Wherever the waters evaporate in the air, they form sediments and incrustations of carbonate of lime; possibly they traverse strata of primitive limestone, so common in the mica-slate and gneiss of the coasts of Caracas.

We were surprised at the luxuriant vegetation that surrounds the basin; mimosas with slender pinnate leaves, clusias, and fig-trees, have pushed their roots into the bottom of a pool, the temperature of which is 85 degrees; and the branches of these trees extended over the surface of the water, at two or three inches distance. The foliage of the mimosas, though constantly enveloped in the hot vapours, displayed the most beautiful verdure.
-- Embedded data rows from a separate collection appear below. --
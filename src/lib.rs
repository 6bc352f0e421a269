// envlayer: Layered environment variable access
//
// SPDX-FileCopyrightText: 2026 Romeo Ahmed
// SPDX-License-Identifier: GPL-3.0-or-later

//! Library root.
//!
//! # Crate Architecture
//!
//! ```text
//!        caller (application / tests)
//!                   |
//!                   v
//!   ,-------------------------------------,
//!   |             Environment             |
//!   |  get / get_int / get_float / list   |
//!   |  *_or(default)   must_* -> EnvError |
//!   '----+-------------------------+------'
//!        |                         |
//!        v                         v
//!    overrides                 snapshot
//!  set / hide / unset      OnceLock<Arc<..>>
//!  OverrideGuard           KEY=VALUE parsing
//!        |
//!        v
//!      parse   int (base prefix) / float / list (\: escape)
//!
//!   +-----------------------------------------+
//!   |  foundation   error (thiserror), tracing |
//!   +-----------------------------------------+
//! ```
//!
//! # Example
//!
//! ```
//! use envlayer::Environment;
//!
//! let env = Environment::empty();
//! env.set("PATHS", "/usr/bin:/opt/a\\:b");
//!
//! assert_eq!(env.get_list("PATHS").unwrap(), ["/usr/bin", "/opt/a:b"]);
//! assert_eq!(env.get_int_or("WORKERS", 4).value, 4);
//! assert!(env.must_get("TOKEN").is_err());
//! ```

pub mod env;
pub mod error;
pub mod parse;

pub use env::container::Environment;
pub use env::current_env;
pub use env::guard::OverrideGuard;
pub use env::options::EnvOptions;
pub use env::snapshot::Snapshot;
pub use env::types::{Defaulted, KeyCase, Layer, ValueKind};
pub use error::{EnvError, EnvResult, OrAbort, ParseError};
An arum, with a woody stem, and with large sagittate leaves, rose in the very middle of a pool the temperature of which was 70 degrees. Plants of the same species vegetate in other parts of those mountains at the brink of torrents, the temperature of which is not 18 degrees. What is still more singular, forty feet distant from the point whence the springs gush out at a temperature of 90 degrees, other springs are found perfectly cold. They all follow for some time a parallel direction; and the natives showed us that, by digging a hole between the two rivulets, they could procure a bath of any given temperature they pleased. It seems remarkable, that in the hottest as well as the coldest climates, people display the same predilection for heat.